Thanks for the post!

Is there anything you could suggest looking into to improve nginx processing of high volume large POST bodies (5KB, tens of thousands per second)?

I'm using kernel 4.13 with BBR congestion control on 20Gbps network and seem to hit this weird bottleneck when it does not matter how many nginx processes I have, it works similarly terrible on both 16-core and 64-core servers. (Of course irq/process affinity is in place which makes me think it's nginx issue.)

You mention 5KB...is there some chance that it exceeds 8KB?

There's a setting called client_body_buffersize. (http://nginx.org/en/docs/http/ngx_http_core_module.html#clie...) It defaults to 8k on x86-64.

If you exceed that setting, it writes the body to a temporary file, which slows things down.

Maybe try bumping that up to 16k?

Also see the other related settings on that page.

Edit: Maybe also test out switching from urlencoded to multipart for the post? For some types of data, urlencoded can bloat the size quite a lot.

Not an nginx user here, but I do know sometimes certain modules in Apache will add significant latency on POST payloads by waiting for the entire POST payload to complete before sending to the backend (in a reverse proxy setup). The idea is that if the backend fails, it can retry on the next node. For large payloads this sucks for latency.. No idea if nginx has this problem.

This is a configurable option in nginx. You can have it wait until the entire request is recevied before passing to the upstream (backend) or have it stream as data arrives. I seem to recall there is still a manageable buffer when streaming too, though it's been a few years since I looked at that in detail.

At that speed it might not be Nginx. Check out Cloudflare's other blog posts too.

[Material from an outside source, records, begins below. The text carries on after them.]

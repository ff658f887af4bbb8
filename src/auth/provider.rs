//! Credential provider: load → (refresh | authorize) → persist.

use std::path::PathBuf;
use std::sync::Arc;

use chrono::Utc;
use tracing::{info, instrument, warn};

use super::credential::{Credential, CredentialState};
use super::error::AuthError;
use super::flow::{AuthorizationFlow, LoopbackFlow};
use super::oauth::{OAuthClient, PHOTOS_READONLY_SCOPE};
use super::secrets::ClientSecrets;

/// Default credential artifact path.
pub const DEFAULT_TOKEN_FILE: &str = "token.json";

/// Default OAuth client descriptor path.
pub const DEFAULT_CLIENT_SECRETS_FILE: &str = "credentials.json";

/// Produces a usable access token for the run.
///
/// Walks the `NoToken → Valid → Expired` states: a valid artifact is used
/// as is, an expired one is refreshed silently, and a missing one (or an
/// expired one without refresh token) triggers the interactive flow. Any new
/// token is written back to the artifact.
#[derive(Clone)]
pub struct CredentialProvider {
    oauth: OAuthClient,
    token_file: PathBuf,
    client_secrets_file: PathBuf,
    scopes: Vec<String>,
    flow: Option<Arc<dyn AuthorizationFlow>>,
    force_reauthorize: bool,
}

impl std::fmt::Debug for CredentialProvider {
    fn fmt(&self, f: &mut std::fmt::Formatter<'_>) -> std::fmt::Result {
        f.debug_struct("CredentialProvider")
            .field("token_file", &self.token_file)
            .field("client_secrets_file", &self.client_secrets_file)
            .field("scopes", &self.scopes)
            .field("interactive", &self.flow.is_some())
            .field("force_reauthorize", &self.force_reauthorize)
            .finish_non_exhaustive()
    }
}

impl CredentialProvider {
    /// Provider with the loopback flow and the read-only photos scope.
    #[must_use]
    pub fn new(
        oauth: OAuthClient,
        token_file: impl Into<PathBuf>,
        client_secrets_file: impl Into<PathBuf>,
    ) -> Self {
        Self {
            oauth,
            token_file: token_file.into(),
            client_secrets_file: client_secrets_file.into(),
            scopes: vec![PHOTOS_READONLY_SCOPE.to_string()],
            flow: Some(Arc::new(LoopbackFlow::default())),
            force_reauthorize: false,
        }
    }

    /// Replaces the interactive flow.
    #[must_use]
    pub fn with_flow(mut self, flow: Arc<dyn AuthorizationFlow>) -> Self {
        self.flow = Some(flow);
        self
    }

    /// Disables the interactive flow; a missing token becomes
    /// [`AuthError::InteractionRequired`].
    #[must_use]
    pub fn non_interactive(mut self) -> Self {
        self.flow = None;
        self
    }

    /// Ignores any stored token and signs in again.
    #[must_use]
    pub fn force_reauthorize(mut self, force: bool) -> Self {
        self.force_reauthorize = force;
        self
    }

    /// Returns a credential whose access token is currently valid.
    ///
    /// # Errors
    ///
    /// - [`AuthError::RefreshRejected`] if a stored refresh token was refused;
    ///   no sign-in is attempted in that case
    /// - [`AuthError::InteractionRequired`] if sign-in is needed but disabled
    /// - flow, token endpoint and IO errors otherwise
    #[instrument(skip(self), fields(token_file = %self.token_file.display()))]
    pub async fn obtain(&self) -> Result<Credential, AuthError> {
        let state = if self.force_reauthorize {
            CredentialState::NoToken
        } else {
            CredentialState::load(&self.token_file, Utc::now()).await
        };
        info!(state = state.as_str(), "credential state");

        let credential = match state {
            CredentialState::Valid(credential) => return Ok(credential),
            CredentialState::Expired(credential) if credential.can_refresh() => {
                info!("access token expired; refreshing");
                self.oauth.refresh(&credential).await?
            }
            CredentialState::Expired(_) => {
                warn!("access token expired and no refresh token stored; signing in again");
                self.authorize().await?
            }
            CredentialState::NoToken => self.authorize().await?,
        };

        credential.save(&self.token_file).await?;
        info!(path = %self.token_file.display(), "credential saved");
        Ok(credential)
    }

    async fn authorize(&self) -> Result<Credential, AuthError> {
        let Some(flow) = &self.flow else {
            return Err(AuthError::InteractionRequired {
                path: self.token_file.clone(),
            });
        };
        let secrets = ClientSecrets::load(&self.client_secrets_file).await?;
        flow.authorize(&self.oauth, &secrets, &self.scopes).await
    }
}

And thanks OP. I'm sure thousands of companies do these kinds of optimizations but CloudFlare is one of the only to bother sharing.

You kind of did a throwaway comment in the blog post about FIFO helping, but it wasn't clear to me why it would result in any different behaviour from LIFO. Wouldn't that mean it just hits the first host all the time instead of the last?

(work at cloudflare but not on the same team as the blog author)

I believe the FIFO/LIFO refers to the queue of processes waiting to receive a request. Since each process calls accept()/epoll(), then loops around and call it again, FIFO would ensure the one that just processed a request would go back to the end of the line.

It hits the first worker, and that first worker leaves the FIFO queue, and thus is no longer the first worker anymore. When it calls epoll again, it'll end up as the last one instead.

Ahh of course.

Thanks for the nicely written article, especially the pictures.

Articles like this make for good reading.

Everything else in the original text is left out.